Nella delibera con cui il governo guidato da Nello Musumeci, che rispetto a un anno fa guida anche l’assessorato alla Salute dopo l’indagine che ha portato alle dimissioni di Ruggero Razza, ha prorogato i termini per presentare le domande, si legge che l’iniziativa nasce dalla volontà di creare le condizioni per «soddisfare la richiesta di mercato interna». Stando però agli ordini che arrivano alle imprese siciliane che hanno iniziato a produrre dispositivi di protezione, le cose non starebbero così. «La Sicilia si è resa autosufficiente con capitali privati delle aziende – commenta Mineo – Oggi abbiamo uno stabilimento a Carini (Palermo) capace di produrre ogni giorni 20mila mascherine Ffp2, 60mila chirurgiche, oltre a essere l’unico al Sud che realizza Ffp3. A Marsala (Trapani), invece, quotidianamente si fanno 20mila Ffp2. Ma in entrambi i casi i clienti non stanno in Sicilia». Le due aziende sono rispettivamente la Montalbano e la Puleo. Più che una conversione, la loro è stata una diversificazione del business, mantenendo le specializzazioni in presse per l’uva e macchine per il trattamento dei rifiuti.

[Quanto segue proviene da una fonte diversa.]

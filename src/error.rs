//! Error types for operations that cannot produce a value.
//!
//! Every fallible operation in this crate returns [`Result`], whose error
//! side is [`CollectionError`]. Failures are atomic: an operation either
//! returns a fully built value or fails before producing anything.

use thiserror::Error;

/// Represents the ways a collection or optional operation can fail.
///
/// # Examples
///
/// ```rust
/// use super_iterables::{CollectionError, SuperList};
///
/// let empty: SuperList<i32> = SuperList::new();
/// assert_eq!(
///     empty.head(),
///     Err(CollectionError::EmptyContainer { operation: "head" })
/// );
/// ```
#[derive(Debug, Clone, PartialEq, Eq, Error)]
pub enum CollectionError {
    /// `head` or `reduce` was called on a container with no elements.
    #[error("{operation}: empty container")]
    EmptyContainer {
        /// The name of the operation that required an element.
        operation: &'static str,
    },

    /// `get` was called on an [`Optional::Absent`](crate::Optional::Absent).
    #[error("get: optional value is absent")]
    EmptyOptional,

    /// `pluck` found an element mapping without the requested key.
    #[error("pluck: key not found: {key}")]
    KeyNotFound {
        /// The missing key, rendered with its `Debug` representation.
        key: String,
    },

    /// A checked re-keying produced the same key twice.
    #[error("{operation}: duplicate key: {key}")]
    DuplicateKey {
        /// The name of the operation that detected the collision.
        operation: &'static str,
        /// The colliding key, rendered with its `Debug` representation.
        key: String,
    },
}

impl CollectionError {
    pub(crate) fn empty_container(operation: &'static str) -> Self {
        tracing::debug!(operation, "operation requires a non-empty container");
        Self::EmptyContainer { operation }
    }

    pub(crate) fn empty_optional() -> Self {
        tracing::debug!("get called on an absent optional");
        Self::EmptyOptional
    }

    pub(crate) fn key_not_found<K: std::fmt::Debug + ?Sized>(key: &K) -> Self {
        let key = format!("{key:?}");
        tracing::debug!(%key, "pluck: element mapping lacks key");
        Self::KeyNotFound { key }
    }

    pub(crate) fn duplicate_key<K: std::fmt::Debug + ?Sized>(
        operation: &'static str,
        key: &K,
    ) -> Self {
        let key = format!("{key:?}");
        tracing::debug!(operation, %key, "re-keying produced a duplicate key");
        Self::DuplicateKey { operation, key }
    }
}

/// Result alias used by every fallible operation in this crate.
pub type Result<T> = std::result::Result<T, CollectionError>;
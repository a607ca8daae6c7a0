//! # super-iterables
//!
//! Chainable, functional-style wrappers around the standard list, map and
//! set containers, plus a monadic optional value.
//!
//! ## Overview
//!
//! - [`SuperList`]: ordered sequence with `map`, `filter`, `reduce`,
//!   `partition`, `group_by`, `sort_by`, `flat_map`, `pluck`, ...
//! - [`SuperDict`]: insertion-ordered mapping with key/value projections
//! - [`SuperSet`]: unique elements with set algebra
//! - [`Optional`]: `Present(T)` / `Absent`, returned by lookups
//! - [`CollectionError`]: failures of `head`, `reduce`, `get`, `pluck`
//!
//! Every transformation returns an enhanced container again, so calls chain.
//!
//! ## Feature Flags
//!
//! - `typeclass` (default): `Functor`, `Foldable`, `Semigroup`, `Monoid`
//! - `serde`: serialization support
//! - `fxhash` / `ahash`: alternative hashers for `SuperDict` and `SuperSet`
//! - `full`: `typeclass` and `serde`
//!
//! ## Example
//!
//! ```rust
//! use super_iterables::prelude::*;
//!
//! let value = superlist![1, 2, 3]
//!     .find(|x| *x == 2)
//!     .copied()
//!     .map(|x| x + 1)
//!     .get_or_else(3);
//! assert_eq!(value, 3);
//!
//! let descending = superlist![1, 2, 3].sort_by(|x| -x, false);
//! assert_eq!(descending, [3, 2, 1]);
//! ```

#![forbid(unsafe_code)]
#![warn(missing_docs)]
#![warn(clippy::all)]
#![warn(clippy::pedantic)]
#![warn(clippy::nursery)]
#![allow(clippy::redundant_closure_for_method_calls)]

/// Prelude module for convenient imports.
///
/// ```rust
/// use super_iterables::prelude::*;
/// ```
pub mod prelude {
    pub use crate::collections::{StarArgs, SuperDict, SuperList, SuperSet};
    pub use crate::error::{CollectionError, Result};
    pub use crate::optional::Optional;
    pub use crate::{superdict, superlist, superset};

    #[cfg(feature = "typeclass")]
    pub use crate::typeclass::*;
}

mod collections;
mod error;
mod macros;
mod optional;

#[cfg(feature = "typeclass")]
pub mod typeclass;

pub use collections::{HashBuilder, StarArgs, SuperDict, SuperList, SuperSet};
pub use error::{CollectionError, Result};
pub use optional::Optional;
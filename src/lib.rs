//! Package repository index
//!
//! Parses a repository index document, keeps every package's versions in
//! canonical (newest-first) order, and resolves a package name plus an
//! optional version constraint to a single version record.
//!
//! ```
//! use repo_index::index::parse_index;
//!
//! let index = parse_index(
//!     b"apiVersion: v1\nentries:\n  app:\n    - version: 1.2.0\n    - version: 2.0.0\n",
//! )
//! .unwrap();
//!
//! assert_eq!(index.find_latest("app").unwrap().version(), "2.0.0");
//! assert_eq!(index.find_version("app", "<2.0.0").unwrap().version(), "1.2.0");
//! ```

pub mod config;
pub mod index;
pub mod source;
pub mod version;

pub use index::{IndexFile, LookupError, Metadata, ParseError, VersionRecord, parse_index};
pub use source::{FileSource, IndexSource, LoadError, SourceError, load_index};
pub use version::{Constraint, ConstraintError, VersionError};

«C’è stato un momento in cui sembrava che la sanità siciliana volesse dotarsi di prodotti a chilometro zero e sicuri – va avanti Mineo -. Abbiamo avuto diversi contatti con i dirigenti, poi però sono arrivate le mascherine cinesi di Arcuri». L’ex commissario nazionale per l’emergenza Covid è tra gli indagati per la maxi-fornitura di dispositivi non capaci di filtrare in maniera adeguata. «Lo avevamo fatto presente a tempo debito, le nostre aziende hanno speso decine di migliaia di euro per i test di laboratorio e per ottenere le certificazioni. Ma se al momento di fare le gare d’appalto ci si basa soltanto sul fattore prezzo, è chiaro che i prodotti cinesi restano imbattibili». A fine estate, il distretto Meccatronica ha recapitato il proprio catalogo anche al dipartimento regionale della Protezione civile. «A quella pec non ha mai risposto nessuno», chiosa Mineo.

Ciò che resta quindi è un fondo da 20 milioni di euro, gestito dall’Irfis, che comunque servirà a chi ha affrontato spese o nonostante tutto vuole aprirsi al mercato dei dispositivi di protezione individuale, nella consapevolezza che la partita con il Covid – e con potenziali future altre pandemia – è tutt’altro che chiusa. «Sono risorse che fanno comodo, ma mi sento di dire che la norma ha tenuto conto soltanto della produttiva di questo ecosistema economico – dichiara il presidente di Meccatronica -. Le faccio un esempio: avevamo un progetto per potenziare un inceneritore già attivo per rifiuti sanitari, come sono le mascherine, ma non è finanziabile perché la fase di smaltimento dei Dpi è stata considerata un servizio». Un altro tema che ha portato qualche azienda a tirarsi indietro è stata l’impossibilità di rendicontare le spese per l’acquisto di materie prime: «Ci sono imprese che l’anno scorso, quando la domanda era schizzata alle stelle, hanno acquistato alcol a prezzi altissimi per iniziare a produrre gel ma adesso non potranno beneficiare del contributo».

Un’altra occasione persa, secondo Mineo, è quella che avrebbe potuto portare alla nascita di un’azienda di produzione di guanti. «Il prodotto che è più difficile rintracciare sul mercato – commenta -. C’era chi voleva far partire uno stabilimento in Sicilia, ma il limite al valore del progetto finanziabile, ovvero un milione e mezzo, ha fatto desistere gli imprenditori». Per il presidente di Meccatronica, il bando, che prevede la possibilità di avere a fondo perduto fino al 40 per cento dell’investimento, rischia di aprire le porte a una nuova ondata di contributi a pioggia: «Non mi stupirei se alla fine arrivassero anche tante domande di piccoli artigiani che, volendo cogliere l’occasione per acquistare una macchina tessile da 50mila euro, inizieranno a realizzare qualche mascherina». Infine un aneddoto sulle tante invocate mascherine made in Sicily, che però in Sicilia non rimangono se non per iniziativa di singoli privati: «Capita di essere contattati da medici del settore pubblico che, non fidandosi dei dispositivi che arrivano in ospedale, vengono a comprarli privatamente da noi», conclude Mineo.